IL FITD? LASCI UNA QUOTA AI PICCOLI SOCI

Lacroce, ex funzionario di Bankitalia, racconta a Formiche.net alcuni dettagli della partita che gli azionisti aretini si preparano a giocare in vista dell’aumento di capitale. Per salvare sì la banca, ma anche la sua identità, ovvero il radicamento sul territorio. “Noi vogliamo che il Fondo entri e gestisca il salvataggio. Ma non vogliamo che si prenda tutto il capitale. Perché altrimenti non ci saranno più soci in grado di rappresentare il territorio all’interno dell’Etruria”, dice Lacroce. “L’ideale sarebbe che il Fondo entrasse con il 70% e a noi lasciasse almeno un 20% di capitale. Altrimenti la banca perde la sua identità”. Lacroce non ha dubbi sulla bontà della battaglia per l’Etruria.”Le assicuro che ricevo telefonate ogni giorno di imprenditori disposti a metterci i soldi pur di comprare azioni e mantenere un radicamento qui”.

TRA (SCARSA) TRASPARENZA E (POCHE) GARANZIE

Ma le paure e le incognite dei soci Etruria non finiscono qui. Non c’è solo la questione delle quote post aumento. “Noi azionisti vorremmo anche qualche indicazione sul valore delle nostre azioni, una volta concluso l’aumento”, prosegue Lacroce. “Temiamo che il loro valore possa essere azzerato e a noi non rimanga nulla”. Preoccupazione più che lecita se si considera quanto accaduto in un’altra banca salvata (forse) per i capelli, Carife, dove i soci denunciano da tempo l’azzeramento del valore delle loro azioni, con la conseguente richiesta di warrant, per l’emissione di nuove azioni. “Abbiamo chiesto 15 giorni fa un incontro al commissario, per avere chiarimenti e garanzie. Finora si è saputo poco o nulla sul destino della banca e delle sue azioni, noi vogliamo trasparenza, ma soprattutto chiarezza”, spiega Lacroce. Che fa anche un raffronto con gli altri istituti commissariati: “L’Etruria è ancora in alto mare, le altre due banche sono già spa, noi ancora no. E non è nemmeno chiaro di quanto sarà l’aumento, si figuri. Per questo andremo anche dal Fitd”.

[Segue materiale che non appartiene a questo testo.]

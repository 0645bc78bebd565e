//! Formflow - terminal form builder
//!
//! A Ratatui-based TUI for composing forms from a palette of field types,
//! arranging them by drag and drop, and publishing them.

mod app;
mod platform;
mod ui;

use anyhow::Result;
use app::App;
use crossterm::{
    event::{self, DisableMouseCapture, EnableMouseCapture, Event},
    execute,
    terminal::{disable_raw_mode, enable_raw_mode, EnterAlternateScreen, LeaveAlternateScreen},
};
use formflow_tui::config::FormflowConfig;
use ratatui::{backend::CrosstermBackend, Terminal};
use std::io;
use std::time::Duration;
use tracing_subscriber::{layer::SubscriberExt, util::SubscriberInitExt};

fn main() -> Result<()> {
    // Initialize logging
    tracing_subscriber::registry()
        .with(
            tracing_subscriber::EnvFilter::try_from_default_env()
                .unwrap_or_else(|_| "formflow_tui=info".into()),
        )
        .with(tracing_subscriber::fmt::layer().with_writer(io::stderr))
        .init();

    let config = FormflowConfig::load().unwrap_or_else(|err| {
        tracing::warn!("ignoring unreadable config: {err:#}");
        FormflowConfig::default()
    });

    // Setup terminal
    enable_raw_mode()?;
    let mut stdout = io::stdout();
    execute!(stdout, EnterAlternateScreen, EnableMouseCapture)?;
    let backend = CrosstermBackend::new(stdout);
    let mut terminal = Terminal::new(backend)?;

    // Create app and run
    let mut app = App::new(config);
    let result = run_app(&mut terminal, &mut app);

    // Restore terminal
    disable_raw_mode()?;
    execute!(
        terminal.backend_mut(),
        LeaveAlternateScreen,
        DisableMouseCapture
    )?;
    terminal.show_cursor()?;

    if let Some(config) = app.changed_config() {
        if let Err(err) = config.save() {
            tracing::warn!("could not save config: {err:#}");
        }
    }

    // Handle any errors
    if let Err(err) = result {
        eprintln!("Error: {err:?}");
        std::process::exit(1);
    }

    Ok(())
}

fn run_app<B: ratatui::backend::Backend>(terminal: &mut Terminal<B>, app: &mut App) -> Result<()> {
    loop {
        let term_size = terminal.size()?;
        app.resize(term_size.width, term_size.height);

        // Draw the UI
        terminal.draw(|frame| ui::draw(frame, app))?;

        if event::poll(Duration::from_millis(100))? {
            match event::read()? {
                Event::Key(key) => app.handle_key(key)?,
                Event::Mouse(mouse) => app.handle_mouse(mouse)?,
                Event::Resize(_width, _height) => {
                    // Layout is recalculated on next draw
                }
                _ => {}
            }
        }

        if app.should_quit() {
            return Ok(());
        }
    }
}
impl FieldEditor {
    pub fn reset(&mut self) {
        self.focus = 0;
        self.draft = None;
    }

    /// Focused property of the selected field
    pub fn focused(&self, session: &BuilderSession) -> Option<EditorProperty> {
        let field = session.selected_field()?;
        let properties = properties_for(field);
        properties
            .get(self.focus.min(properties.len().saturating_sub(1)))
            .copied()
    }

    /// Display value, preferring the uncommitted draft
    pub fn value_of(&self, field: &FieldDefinition, property: EditorProperty, focused: bool) -> String {
        match &self.draft {
            Some(draft) if focused && property.is_numeric() => draft.clone(),
            _ => display_value(field, property),
        }
    }

    pub fn next(&mut self, session: &mut BuilderSession) -> Result<(), FormError> {
        let count = self.property_count(session);
        let committed = self.commit(session);
        if count > 0 {
            self.focus = (self.focus.min(count - 1) + 1) % count;
        }
        committed
    }

    pub fn prev(&mut self, session: &mut BuilderSession) -> Result<(), FormError> {
        let count = self.property_count(session);
        let committed = self.commit(session);
        if count > 0 {
            let current = self.focus.min(count - 1);
            self.focus = if current == 0 { count - 1 } else { current - 1 };
        }
        committed
    }

    /// Type a character into the focused property
    pub fn input_char(&mut self, session: &mut BuilderSession, c: char) -> Result<(), FormError> {
        let Some(property) = self.focused(session) else {
            return Ok(());
        };
        let Some(field) = session.selected_field() else {
            return Ok(());
        };
        let field_id = field.id.clone();

        match property {
            EditorProperty::Label => {
                let mut label = field.label.clone();
                label.push(c);
                session.update_selected(FieldPatch {
                    label: Some(label),
                    ..Default::default()
                })
            }
            EditorProperty::Placeholder => {
                let mut placeholder = field.placeholder.clone().unwrap_or_default();
                placeholder.push(c);
                session.update_selected(FieldPatch {
                    placeholder: Some(Some(placeholder)),
                    ..Default::default()
                })
            }
            EditorProperty::Option(i) => {
                let Some(option) = field.options().and_then(|o| o.get(i)) else {
                    return Ok(());
                };
                let mut label = option.label.clone();
                label.push(c);
                session.document_mut().rename_option(&field_id, i, &label)
            }
            p if p.is_numeric() => {
                let mut draft = self
                    .draft
                    .take()
                    .unwrap_or_else(|| display_numeric(field, p));
                let accepts_sign = matches!(p, EditorProperty::Min | EditorProperty::Max);
                let digits = draft.trim_start_matches('-').len();
                if (c.is_ascii_digit() && digits < MAX_DRAFT_DIGITS)
                    || (c == '-' && accepts_sign && draft.is_empty())
                {
                    draft.push(c);
                }
                self.draft = Some(draft);
                Ok(())
            }
            _ => Ok(()),
        }
    }

    /// Delete the last character of the focused property
    pub fn backspace(&mut self, session: &mut BuilderSession) -> Result<(), FormError> {
        let Some(property) = self.focused(session) else {
            return Ok(());
        };
        let Some(field) = session.selected_field() else {
            return Ok(());
        };
        let field_id = field.id.clone();

        match property {
            EditorProperty::Label => {
                let mut label = field.label.clone();
                label.pop();
                session.update_selected(FieldPatch {
                    label: Some(label),
                    ..Default::default()
                })
            }
            EditorProperty::Placeholder => {
                let mut placeholder = field.placeholder.clone().unwrap_or_default();
                placeholder.pop();
                session.update_selected(FieldPatch {
                    placeholder: Some(Some(placeholder)),
                    ..Default::default()
                })
            }
            EditorProperty::Option(i) => {
                let Some(option) = field.options().and_then(|o| o.get(i)) else {
                    return Ok(());
                };
                let mut label = option.label.clone();
                label.pop();
                session.document_mut().rename_option(&field_id, i, &label)
            }
            p if p.is_numeric() => {
                let mut draft = self
                    .draft
                    .take()
                    .unwrap_or_else(|| display_numeric(field, p));
                draft.pop();
                self.draft = Some(draft);
                Ok(())
            }
            _ => Ok(()),
        }
    }

    /// Space/Enter on the focused property: toggles and buttons
    pub fn activate(
        &mut self,
        session: &mut BuilderSession,
        ids: &mut dyn IdGenerator,
    ) -> Result<(), FormError> {
        let Some(property) = self.focused(session) else {
            return Ok(());
        };
        let Some(field) = session.selected_field() else {
            return Ok(());
        };

        match property {
            EditorProperty::Required => {
                let required = !field.required;
                session.update_selected(FieldPatch {
                    required: Some(required),
                    ..Default::default()
                })
            }
            EditorProperty::AddOption => self.add_option(session, ids),
            EditorProperty::AllowedType(i) => {
                let mut kind = field.kind.clone();
                let defaults = kind.default_mime_types();
                let Some((_, mime)) = defaults.get(i) else {
                    return Ok(());
                };
                if let Some(rules) = kind.upload_rules_mut() {
                    rules.toggle_type(mime, defaults);
                }
                session.update_selected(FieldPatch {
                    kind: Some(kind),
                    ..Default::default()
                })
            }
            EditorProperty::Type => self.cycle_type(session, true, ids),
            p if p.is_numeric() => self.commit(session),
            _ => Ok(()),
        }
    }

    /// Switch the selected field to the next or previous type
    pub fn cycle_type(
        &mut self,
        session: &mut BuilderSession,
        forward: bool,
        ids: &mut dyn IdGenerator,
    ) -> Result<(), FormError> {
        let Some(field) = session.selected_field() else {
            return Ok(());
        };
        let field_id = field.id.clone();
        let current = field.field_type();
        let next = if forward { current.next() } else { current.prev() };
        self.draft = None;
        session
            .document_mut()
            .change_field_type(&field_id, next, ids)
    }

    /// Append an option to the selected field. Rows from the add button
    /// down shift by one, and the cursor moves with them.
    pub fn add_option(
        &mut self,
        session: &mut BuilderSession,
        ids: &mut dyn IdGenerator,
    ) -> Result<(), FormError> {
        let Some(field) = session.selected_field() else {
            return Ok(());
        };
        let field_id = field.id.clone();
        let button = properties_for(field)
            .iter()
            .position(|p| *p == EditorProperty::AddOption);

        session.document_mut().add_option(&field_id, ids)?;
        if button.is_some_and(|row| self.focus >= row) {
            self.focus += 1;
        }
        Ok(())
    }

    /// Remove the focused option
    pub fn remove_option(&mut self, session: &mut BuilderSession) -> Result<(), FormError> {
        let Some(EditorProperty::Option(i)) = self.focused(session) else {
            return Ok(());
        };
        let Some(field_id) = session.selected_field_id().map(str::to_string) else {
            return Ok(());
        };
        session.document_mut().remove_option(&field_id, i)?;
        Ok(())
    }

    /// Write the numeric draft into the field's rules. The draft is
    /// dropped whether or not the rules accept it.
    pub fn commit(&mut self, session: &mut BuilderSession) -> Result<(), FormError> {
        let Some(draft) = self.draft.take() else {
            return Ok(());
        };
        let Some(property) = self.focused(session) else {
            return Ok(());
        };
        let Some(field) = session.selected_field() else {
            return Ok(());
        };

        let value = draft.trim();
        let as_u32 = || value.parse::<u32>().ok();
        let as_i64 = || value.parse::<i64>().ok();
        let mut kind = field.kind.clone();

        match property {
            EditorProperty::MinLength => {
                if let Some(rules) = kind.text_rules_mut() {
                    rules.min_length = as_u32();
                }
            }
            EditorProperty::MaxLength => {
                if let Some(rules) = kind.text_rules_mut() {
                    rules.max_length = as_u32();
                }
            }
            EditorProperty::Min => {
                if let Some(rules) = kind.number_rules_mut() {
                    rules.min = as_i64();
                }
            }
            EditorProperty::Max => {
                if let Some(rules) = kind.number_rules_mut() {
                    rules.max = as_i64();
                }
            }
            EditorProperty::MaxFileSize => {
                if let Some(rules) = kind.upload_rules_mut() {
                    rules.max_file_size_mb = as_u32();
                }
            }
            _ => return Ok(()),
        }

        session.update_selected(FieldPatch {
            kind: Some(kind),
            ..Default::default()
        })
    }

    fn property_count(&self, session: &BuilderSession) -> usize {
        session
            .selected_field()
            .map(|f| properties_for(f).len())
            .unwrap_or(0)
    }
}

INCONTREREMO IL FITD (MA DA SOLI)

Un riferimento al progetto della maxiassociazione di soci delle commissariate non poteva ovviamente mancare. L’incontro c’è stato, anche se Lacroce non lo ammette ufficialmente. “E’ una buona idea perché di questi tempi l’unione fa la forza”. Ma a parlare col Fondo, forse già a dicembre, i soci dell’Etruria ci andranno molto probabilmente da soli. “Andremo a capire meglio quello che succede e soprattutto che succederà. Poi vedremo”.